Em um painel focado na complexa jornada de tecnologias médicas inovadoras no Brasil, Murilo Contó (BSCI) e Marcio Godoy (ABIMED) discutiram os caminhos regulatórios e de acesso que vão muito além da aprovação sanitária inicial.
Utilizando a Ablação por Campo Pulsado (PFA) como exemplo de inovação, os palestrantes detalharam as barreiras e os processos necessários para que dispositivos cheguem efetivamente aos pacientes.
A apresentação destacou que a obtenção do registro sanitário na Anvisa, embora fundamental, é apenas o primeiro passo em um longo percurso para garantir o acesso da tecnologia à população.
“Mesmo com o produto considerado seguro e eficaz pela agência reguladora, diversas outras etapas se impõem, criando barreiras regulatórias ao acesso”, afirmou Contó.
Um ponto de aparente contradição levantado foi a necessidade de reconhecimento do procedimento associado ao dispositivo por entidades como a Associação Médica Brasileira (AMB) e o Conselho Federal de Medicina (CFM).

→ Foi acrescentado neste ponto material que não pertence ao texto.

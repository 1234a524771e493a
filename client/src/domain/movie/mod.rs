//! [`Movie`] definitions.

pub mod credits;
mod image;

use derive_more::{AsRef, Display, From, FromStr, Into};
use serde::{Deserialize, Serialize};

use crate::domain::{genre, Genre};

pub use self::{
    credits::Credits,
    image::{ImagePath, ImageSize, BASE_URL as IMAGE_BASE_URL},
};

/// Movie entry of the catalog.
#[derive(Clone, Debug, Deserialize, PartialEq, Serialize)]
pub struct Movie {
    /// ID of this [`Movie`] in the catalog.
    pub id: TmdbId,

    /// Title of this [`Movie`].
    pub title: String,

    /// Plot overview of this [`Movie`].
    #[serde(default)]
    pub overview: Option<String>,

    /// [`ImagePath`] of the poster of this [`Movie`].
    #[serde(default)]
    pub poster_path: Option<ImagePath>,

    /// [`ImagePath`] of the backdrop of this [`Movie`].
    #[serde(default)]
    pub backdrop_path: Option<ImagePath>,

    /// Release date of this [`Movie`], as `YYYY-MM-DD`.
    #[serde(default)]
    pub release_date: Option<String>,

    /// Average vote of this [`Movie`].
    #[serde(default)]
    pub vote_average: Option<f64>,

    /// Number of votes for this [`Movie`].
    #[serde(default)]
    pub vote_count: Option<u64>,

    /// IDs of the [`Genre`]s of this [`Movie`].
    #[serde(default)]
    pub genre_ids: Vec<genre::Id>,
}

impl Movie {
    /// Returns the release year of this [`Movie`], if known.
    #[must_use]
    pub fn release_year(&self) -> Option<&str> {
        self.release_date
            .as_deref()
            .and_then(|d| d.get(..4))
            .filter(|y| y.bytes().all(|b| b.is_ascii_digit()))
    }

    /// Indicates whether this [`Movie`] belongs to any of the provided
    /// [`Genre`]s.
    #[must_use]
    pub fn has_any_genre(&self, genres: &[genre::Id]) -> bool {
        self.genre_ids.iter().any(|id| genres.contains(id))
    }
}

/// ID of a [`Movie`] in the catalog.
#[derive(
    Clone,
    Copy,
    Debug,
    Deserialize,
    Display,
    Eq,
    From,
    FromStr,
    Hash,
    Into,
    Ord,
    PartialEq,
    PartialOrd,
    Serialize,
)]
#[serde(transparent)]
pub struct TmdbId(u64);

/// ID of a [`Stored`] movie in the backend storage.
#[derive(
    Clone,
    Copy,
    Debug,
    Deserialize,
    Display,
    Eq,
    From,
    FromStr,
    Hash,
    Into,
    Ord,
    PartialEq,
    PartialOrd,
    Serialize,
)]
#[serde(transparent)]
pub struct Id(u64);

/// Detailed information about a [`Movie`].
#[derive(Clone, Debug, Deserialize, PartialEq, Serialize)]
pub struct Details {
    /// Catalog entry of the [`Movie`].
    #[serde(flatten)]
    pub movie: Movie,

    /// [`Genre`]s of the [`Movie`].
    #[serde(default)]
    pub genres: Vec<Genre>,

    /// Runtime of the [`Movie`] in minutes.
    #[serde(default)]
    pub runtime: Option<u32>,

    /// Tagline of the [`Movie`].
    #[serde(default)]
    pub tagline: Option<String>,

    /// Release status of the [`Movie`].
    #[serde(default)]
    pub status: Option<String>,

    /// Budget of the [`Movie`] in US dollars.
    #[serde(default)]
    pub budget: Option<u64>,

    /// Revenue of the [`Movie`] in US dollars.
    #[serde(default)]
    pub revenue: Option<u64>,
}

impl From<Details> for Movie {
    fn from(details: Details) -> Self {
        let Details {
            mut movie, genres, ..
        } = details;
        if movie.genre_ids.is_empty() {
            movie.genre_ids = genres.into_iter().map(|g| g.id).collect();
        }
        movie
    }
}

/// [`Movie`] saved into the backend storage.
#[derive(Clone, Debug, Deserialize, PartialEq, Serialize)]
pub struct Stored {
    /// ID of this [`Stored`] movie in the backend storage.
    pub id: Id,

    /// ID of this movie in the catalog.
    pub tmdb_id: TmdbId,

    /// Title of this movie.
    pub title: String,

    /// Plot overview of this movie.
    #[serde(default)]
    pub overview: Option<String>,

    /// [`ImagePath`] of the poster of this movie.
    #[serde(default)]
    pub poster_path: Option<ImagePath>,

    /// [`ImagePath`] of the backdrop of this movie.
    #[serde(default)]
    pub backdrop_path: Option<ImagePath>,

    /// Release date of this movie, as `YYYY-MM-DD`.
    #[serde(default)]
    pub release_date: Option<String>,

    /// Average vote of this movie.
    #[serde(default)]
    pub vote_average: Option<f64>,

    /// Number of votes for this movie.
    #[serde(default)]
    pub vote_count: Option<u64>,

    /// [`genre::Stored`] genres of this movie.
    #[serde(default)]
    pub genres: Vec<genre::Stored>,
}

impl From<&Stored> for Movie {
    fn from(stored: &Stored) -> Self {
        Self {
            id: stored.tmdb_id,
            title: stored.title.clone(),
            overview: stored.overview.clone(),
            poster_path: stored.poster_path.clone(),
            backdrop_path: stored.backdrop_path.clone(),
            release_date: stored.release_date.clone(),
            vote_average: stored.vote_average,
            vote_count: stored.vote_count,
            genre_ids: stored.genres.iter().map(|g| g.tmdb_id).collect(),
        }
    }
}

/// Reference to a movie picked by a user, which may be not saved into the
/// backend storage yet.
#[derive(Clone, Debug, Deserialize, Eq, PartialEq, Serialize)]
pub struct Reference {
    /// ID of the [`Stored`] movie, if it's saved already.
    #[serde(default)]
    pub id: Option<Id>,

    /// ID of the movie in the catalog.
    pub tmdb_id: TmdbId,

    /// Title of the movie.
    pub title: String,

    /// [`ImagePath`] of the poster of the movie.
    #[serde(default)]
    pub poster_path: Option<ImagePath>,

    /// IDs of the [`Genre`]s of the movie.
    #[serde(default)]
    pub genre_ids: Vec<genre::Id>,
}

impl From<&Movie> for Reference {
    fn from(movie: &Movie) -> Self {
        Self {
            id: None,
            tmdb_id: movie.id,
            title: movie.title.clone(),
            poster_path: movie.poster_path.clone(),
            genre_ids: movie.genre_ids.clone(),
        }
    }
}

impl From<&Stored> for Reference {
    fn from(stored: &Stored) -> Self {
        Self {
            id: Some(stored.id),
            tmdb_id: stored.tmdb_id,
            title: stored.title.clone(),
            poster_path: stored.poster_path.clone(),
            genre_ids: stored.genres.iter().map(|g| g.tmdb_id).collect(),
        }
    }
}

/// Title of a movie, as entered by a user.
#[derive(AsRef, Clone, Debug, Display, Eq, PartialEq, Serialize)]
#[as_ref(str, String)]
#[serde(transparent)]
pub struct Title(String);

impl Title {
    /// Creates a new [`Title`] if the given `title` is not blank.
    #[must_use]
    pub fn new(title: impl Into<String>) -> Option<Self> {
        let title = title.into();
        (!title.trim().is_empty()).then_some(Self(title))
    }
}

impl FromStr for Title {
    type Err = &'static str;

    fn from_str(s: &str) -> Result<Self, Self::Err> {
        Self::new(s).ok_or("blank `Title`")
    }
}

Para o palestrante, é um tanto contraditório que um procedimento possa ser considerado “experimental” quando o dispositivo a ele relacionado já foi aprovado pela Anvisa, atestando sua segurança e eficácia para uso em todo o país.
Isso ressalta um desalinhamento entre as diferentes esferas de aprovação e reconhecimento no ecossistema de saúde.
O caminho detalhado pelo palestrante para uma tecnologia alcançar a população abrange múltiplos atores e processos:
- Certificações Prévias: Antes mesmo da submissão à Anvisa, são frequentemente necessárias certificações de segurança elétrica e compatibilidade eletromagnética pelo Inmetro, além de homologação pela Anatel para dispositivos com funcionalidades de telecomunicação.
- Registro Anvisa: Obtenção do registro sanitário, que atesta a segurança, qualidade e eficácia do produto.
- Avaliação pelos Prestadores e ANS: Após o registro, o produto passa pela avaliação dos núcleos de avaliação de tecnologias em saúde dos hospitais (NUS/NS). Para cobertura por planos de saúde, há um processo de ATS junto à Agência Nacional de Saúde Suplementar (ANS), que envolve análise técnica pela GGRAS/Dipro, manifestações do Criude (análogo à CONITEC, porém não deliberativo), consulta pública e decisão final sobre a inclusão no Rol de Procedimentos e Eventos em Saúde.
- Incorporação no SUS: Para acesso via Sistema Único de Saúde, um novo processo de ATS e incorporação é conduzido pelo DGITS (Departamento de Gestão e Incorporação de Tecnologias em Saúde) no Ministério da Saúde.
A discussão abordou também a importância da evidência clínica ao longo desse processo.
“Com a RDC 848/2024 estabelecendo requisitos mais robustos de segurança e desempenho, o processo inicial de registro se torna mais rigoroso”, disse Contó.
Para a avaliação clínica exigida (conforme RDC 87/2015), os estudos clínicos controlados e randomizados (RCTs) ainda são considerados o “padrão ouro” e a melhor evidência para fins regulatórios.
No entanto, foi destacado o valor crescente da Evidência de Mundo Real (RWE), especialmente para avaliar questões relacionadas a eventos adversos em um ambiente de uso mais amplo e diversificado do que o de um estudo clínico controlado.
O ressalta que “Apesar da utilidade, os órgãos de ATS (como a CONITEC) seguem diretrizes rigorosas que, muitas vezes, ainda demandam mais convencimento para incorporar totalmente a RWE em suas decisões de incorporação.
Iniciativas como o monitoramento de horizonte tecnológico da CONITEC, que busca identificar inovações em desenvolvimento, poderiam ser mais estreitamente aplicadas a dispositivos médicos em comunicação com a Anvisa para antecipar avaliações, como ocorreu com sucesso para medicamentos de Hepatite C”.
Em resumo, o painel reforçou que a introdução de dispositivos médicos inovadores no mercado brasileiro é um processo multifacetado que exige navegar por diferentes agências, regulamentos e processos de avaliação e incorporação, muito além da etapa inicial de registro sanitário.
A sinergia entre os atores e o diálogo constante são essenciais para otimizar essa complexa jornada.